━━━ SOURCE DATA
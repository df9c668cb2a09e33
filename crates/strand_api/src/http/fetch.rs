//! The `fetch` global.
//!
//! Validation happens synchronously (URL, method, headers, body/method
//! consistency); the wire work is handed to the engine in `client`. An
//! already-aborted signal rejects a microtask later with its exact reason.
//!
//! More information:
//!  - [WHATWG Fetch specification][spec]
//!
//! [spec]: https://fetch.spec.whatwg.org/#fetch-method

use boa_engine::{
    job::NativeJob, js_string, Context, JsArgs, JsNativeError, JsResult, JsValue,
    NativeFunction,
};
use strand_core::{
    event_loop::with_event_loop, native::JsNativeObject, promise::Deferred,
};

use crate::abort::AbortSignal;

use super::{
    client::{self, FetchBody},
    request::{Request, RequestInfo, RequestOptions},
};

fn fetch_body_of(request: &Request) -> FetchBody {
    if let Some(stream) = request.body().stream_value() {
        return FetchBody::Stream(stream);
    }
    match request.body().bytes_if_buffered() {
        Some(bytes) => FetchBody::Bytes(bytes),
        None => FetchBody::Empty,
    }
}

pub struct FetchApi;

impl FetchApi {
    fn fetch(
        _this: &JsValue,
        args: &[JsValue],
        context: &mut Context,
    ) -> JsResult<JsValue> {
        let info: RequestInfo = args.get_or_undefined(0).try_js_into(context)?;
        let options: RequestOptions = match args.get(1) {
            Some(value) if !value.is_undefined() => value.try_js_into(context)?,
            _ => Default::default(),
        };
        let request = Request::new(info, options, context)?;

        if !matches!(request.url().scheme(), "http" | "https") {
            return Err(JsNativeError::typ()
                .with_message(format!(
                    "fetch cannot load {}: unsupported scheme",
                    request.url()
                ))
                .into());
        }

        let deferred = Deferred::new(context)?;

        // An already-aborted signal short-circuits before any network work,
        // rejecting with the signal's exact reason a microtask later.
        let signal = match request.signal() {
            Some(signal) => {
                let signal: JsNativeObject<AbortSignal> =
                    JsNativeObject::try_from(signal)?;
                if signal.deref().aborted() {
                    let reason = signal.deref().reason();
                    let reject = deferred.clone();
                    with_event_loop(|event_loop| {
                        event_loop.enqueue_microtask(NativeJob::new(move |context| {
                            reject.reject(&reason, context);
                            Ok(JsValue::undefined())
                        }));
                    });
                    return Ok(deferred.to_value());
                }
                Some(signal)
            }
            None => None,
        };

        let body = fetch_body_of(&request);
        client::execute(
            request.method().clone(),
            request.url().clone(),
            request.headers().deref().to_http_headers(),
            body,
            signal,
            None,
            deferred.clone(),
            context,
        )?;

        Ok(deferred.to_value())
    }
}

impl strand_core::Api for FetchApi {
    fn init(self, context: &mut Context) {
        context
            .register_global_builtin_callable(
                js_string!("fetch"),
                1,
                NativeFunction::from_fn_ptr(Self::fetch),
            )
            .expect("fetch should only be registered once");
    }
}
━━━━━━
● **TASK TO COMPLETE**
Will you return exactly the lines above from the one with "[WHATWG Fetch specification][spec]" down to the one with "fn fetch_body_of(request: &Request)", counting both as part of the range?

● **THE COMPLETED TASK**
//!  - [WHATWG Fetch specification][spec]
//!
//! [spec]: https://fetch.spec.whatwg.org/#fetch-method

use boa_engine::{
    job::NativeJob, js_string, Context, JsArgs, JsNativeError, JsResult, JsValue,
    NativeFunction,
};
use strand_core::{
    event_loop::with_event_loop, native::JsNativeObject, promise::Deferred,
};

use crate::abort::AbortSignal;

use super::{
    client::{self, FetchBody},
    request::{Request, RequestInfo, RequestOptions},
};

fn fetch_body_of(request: &Request) -> FetchBody {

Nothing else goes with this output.